前記発現カセットが、異種細胞または異種組織による、前記発現される外因性タンパク質の取り込みを促進するタンパク質ドメインをコードするポリヌクレオチドをさらに含む、請求項１に記載の遺伝子組換え微細藻類。
前記微細藻類が海洋性藻類である、請求項１に記載の遺伝子組換え微細藻類。
前記微細藻類が、Ｐｈａｅｏｄａｃｔｙｌｕｍｔｒｉｃｏｒｎｕｔｕｍ、Ｄｕｎａｌｉｅｌｌａｓｐｐ．、Ｎａｎｎｏｃｈｌｏｒｏｐｓｉｓａｐｐ．、Ｎａｎｎｏｃｈｌｏｒｉｓｓｐｐ．、Ｔｅｔｒａｓｅｌｍｉｓｓｐｐ．、Ｉｓｏｃｈｒｙｓｉｓｇａｌｂａｎａ、Ｐａｖｌｏｖａｓｐｐ．、Ａｍｐｈｉｐｒｏｒａｈｙａｌｉｎｅ、Ｃｈａｅｔｏｃｅｒｏｓｍｕｅｌｌｅｒｉ、およびＮｅｏｃｈｌｏｒｉｓｏｌｅｏａｂｕｎｄａｎｓからなる群から選択される、請求項５に記載の遺伝子組換え微細藻類。
前記微細藻類が、Ｐｈａｅｏｄａｃｔｙｌｕｍｔｒｉｃｏｒｎｕｔｕｍである、請求項６に記載の遺伝子組換え微細藻類。
前記生物学的に活性のある外因性タンパク質の分子量が１５０ｋＤａ以下である、請求項１に記載の遺伝子組換え微細藻類。
前記生物学的に活性のある外因性タンパク質が治療的活性を有する、請求項８に記載の遺伝子組換え微細藻類。
前記生物学的に活性のある外因性タンパク質がホルモンである、請求項８に記載の遺伝子組換え微細藻類。
前記ホルモンが、成長ホルモン、食欲誘導ホルモンおよび放卵ホルモンからなる群から選択される、請求項１０に記載の遺伝子組換え微細藻類。
前記ホルモンが、配列番号１２に示されるアミノ酸配列を有するサケ成長ホルモンである、請求項１１に記載の遺伝子組換え微細藻類。

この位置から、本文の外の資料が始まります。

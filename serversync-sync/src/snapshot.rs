//! Snapshot tracking.
//!
//! A [`Snapshot`] maps every regular file below the watched directory,
//! keyed by slash-separated relative path, to its modification time in
//! seconds since the Unix epoch. Two snapshots are comparable only when
//! taken of the same root.
//!
//! Loading is fail-open: a missing, blank, or unparsable snapshot file
//! yields an empty snapshot, which turns the next publish into a full one.

use std::collections::BTreeMap;
use std::fs;
use std::io::ErrorKind;
use std::path::Path;
use std::time::{SystemTime, UNIX_EPOCH};

use serde::{Deserialize, Serialize};
use serversync_archive::relative_slash_path;
use tracing::{debug, warn};
use walkdir::WalkDir;

use crate::error::{SyncError, SyncResult};
use crate::persist::write_json_atomic;

/// Change fingerprint of a file: its mtime as fractional epoch seconds.
pub type Fingerprint = f64;

/// Fingerprints of every file in the watched tree at one point in time.
#[derive(Debug, Clone, Default, PartialEq, Serialize, Deserialize)]
#[serde(transparent)]
pub struct Snapshot {
    files: BTreeMap<String, Fingerprint>,
}

impl Snapshot {
    pub fn new() -> Self {
        Self::default()
    }

    pub fn insert(&mut self, path: impl Into<String>, fingerprint: Fingerprint) {
        self.files.insert(path.into(), fingerprint);
    }

    pub fn get(&self, path: &str) -> Option<Fingerprint> {
        self.files.get(path).copied()
    }

    pub fn contains(&self, path: &str) -> bool {
        self.files.contains_key(path)
    }

    pub fn len(&self) -> usize {
        self.files.len()
    }

    pub fn is_empty(&self) -> bool {
        self.files.is_empty()
    }

    /// Iterates entries in path order.
    pub fn iter(&self) -> impl Iterator<Item = (&str, Fingerprint)> {
        self.files.iter().map(|(p, f)| (p.as_str(), *f))
    }

    pub fn paths(&self) -> impl Iterator<Item = &str> {
        self.files.keys().map(String::as_str)
    }
}

impl<S: Into<String>> FromIterator<(S, Fingerprint)> for Snapshot {
    fn from_iter<I: IntoIterator<Item = (S, Fingerprint)>>(iter: I) -> Self {
        Self {
            files: iter.into_iter().map(|(p, f)| (p.into(), f)).collect(),
        }
    }
}

/// Walks `root` and fingerprints every regular file.
///
/// Fails with an I/O error if `root` does not exist. Never creates it.
pub fn compute_snapshot(root: &Path) -> SyncResult<Snapshot> {
    let meta = fs::metadata(root)?;
    if !meta.is_dir() {
        return Err(SyncError::Io(std::io::Error::new(
            ErrorKind::NotADirectory,
            format!("{} is not a directory", root.display()),
        )));
    }

    let mut snapshot = Snapshot::new();
    for entry in WalkDir::new(root) {
        let entry = entry.map_err(|e| SyncError::Io(e.into()))?;
        if !entry.file_type().is_file() {
            continue;
        }
        let Some(relative) = relative_slash_path(root, entry.path()) else {
            continue;
        };
        let modified = entry
            .metadata()
            .map_err(|e| SyncError::Io(e.into()))?
            .modified()?;
        snapshot.insert(relative, fingerprint(modified));
    }

    debug!("Snapshot of {:?}: {} files", root, snapshot.len());
    Ok(snapshot)
}

/// Loads a persisted snapshot, falling back to empty on any problem.
pub fn load_snapshot(path: &Path) -> Snapshot {
    let raw = match fs::read_to_string(path) {
        Ok(raw) => raw,
        Err(e) if e.kind() == ErrorKind::NotFound => return Snapshot::new(),
        Err(e) => {
            warn!("Could not read {:?}: {e}. Proceeding with empty previous state.", path);
            return Snapshot::new();
        }
    };

    match parse_snapshot(path, &raw) {
        Ok(snapshot) => snapshot,
        Err(e) => {
            warn!("{e}. Proceeding with empty previous state.");
            Snapshot::new()
        }
    }
}

/// Parses snapshot file content. Blank content is an empty snapshot.
pub fn parse_snapshot(path: &Path, raw: &str) -> SyncResult<Snapshot> {
    if raw.trim().is_empty() {
        return Ok(Snapshot::new());
    }
    serde_json::from_str(raw).map_err(|e| SyncError::LocalStateCorrupt {
        path: path.display().to_string(),
        reason: e.to_string(),
    })
}

/// Persists a snapshot atomically.
pub fn save_snapshot(path: &Path, snapshot: &Snapshot) -> SyncResult<()> {
    write_json_atomic(path, snapshot)
}

fn fingerprint(modified: SystemTime) -> Fingerprint {
    match modified.duration_since(UNIX_EPOCH) {
        Ok(d) => d.as_secs_f64(),
        Err(e) => -e.duration().as_secs_f64(),
    }
}

#[cfg(test)]
mod tests {
    use super::*;
    use std::time::Duration;

    #[test]
    fn fingerprint_is_epoch_seconds() {
        let t = UNIX_EPOCH + Duration::from_millis(1_500);
        assert_eq!(fingerprint(t), 1.5);
    }

    #[test]
    fn fingerprint_before_epoch_is_negative() {
        let t = UNIX_EPOCH - Duration::from_secs(2);
        assert_eq!(fingerprint(t), -2.0);
    }

    #[test]
    fn parse_blank_is_empty() {
        assert!(parse_snapshot(Path::new("s.json"), "  \n").unwrap().is_empty());
    }

    #[test]
    fn parse_garbage_is_local_state_corrupt() {
        let err = parse_snapshot(Path::new("s.json"), "[1, 2").unwrap_err();
        assert!(matches!(err, SyncError::LocalStateCorrupt { .. }));
    }

    #[test]
    fn serializes_as_plain_object() {
        let snapshot: Snapshot = [("a.txt", 100.0), ("b/c.txt", 200.5)].into_iter().collect();
        let json = serde_json::to_value(&snapshot).unwrap();
        assert_eq!(json, serde_json::json!({"a.txt": 100.0, "b/c.txt": 200.5}));
    }
}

前記ホルモンが、配列番号２４に示されるアミノ酸配列を有する放卵ホルモンである、請求項１１に記載の遺伝子組換え微細藻類。
前記ホルモンが、配列番号２０に示されるアミノ酸配列を有する食欲誘導ホルモンである、請求項１１に記載の遺伝子組換え微細藻類。
請求項１〜１４のいずれか１項に記載の遺伝子組換え微細藻類を含む、食用組成物。
前記組成物が、動物用飼料組成物である、請求項１５に記載の食用組成物。
前記飼料組成物が、水生動物への給餌用である、請求項１６に記載の食用組成物。
前記飼料組成物が、陸生家畜への給餌用である、請求項１６に記載の食用組成物。
前記組成物が、ヒトによる摂取用である、請求項１５に記載の食用組成物。
それを必要とする対象へのタンパク質の経口送達のための方法であって、請求項１〜１４のいずれか１項に記載の遺伝子組換え微細藻類またはそれを含む組成物の有効量を対象に経口投与することを含み、前記対象は水生動物および陸生家畜から選択される、方法。
前記外因性の生物学的に活性のあるタンパク質が、治療的効果を有するタンパク質である、薬物として使用するための請求項１〜８のいずれか１項に記載の遺伝子組換え微細藻類。
前記外因性の生物学的に活性のあるタンパク質が、対象の成長を促進する、請求項２１に記載の遺伝子組換え微細藻類。
前記外因性の生物学的に活性のあるタンパク質が、対象の生存を向上させる、請求項２１に記載の遺伝子組換え微細藻類。
前記外因性の生物学的に活性のあるタンパク質が、対象の生殖率を向上させる、請求項２１に記載の遺伝子組換え微細藻類。
前記対象がヒトである、請求項２２〜２４のいずれか１項に記載の遺伝子組換え微細藻類。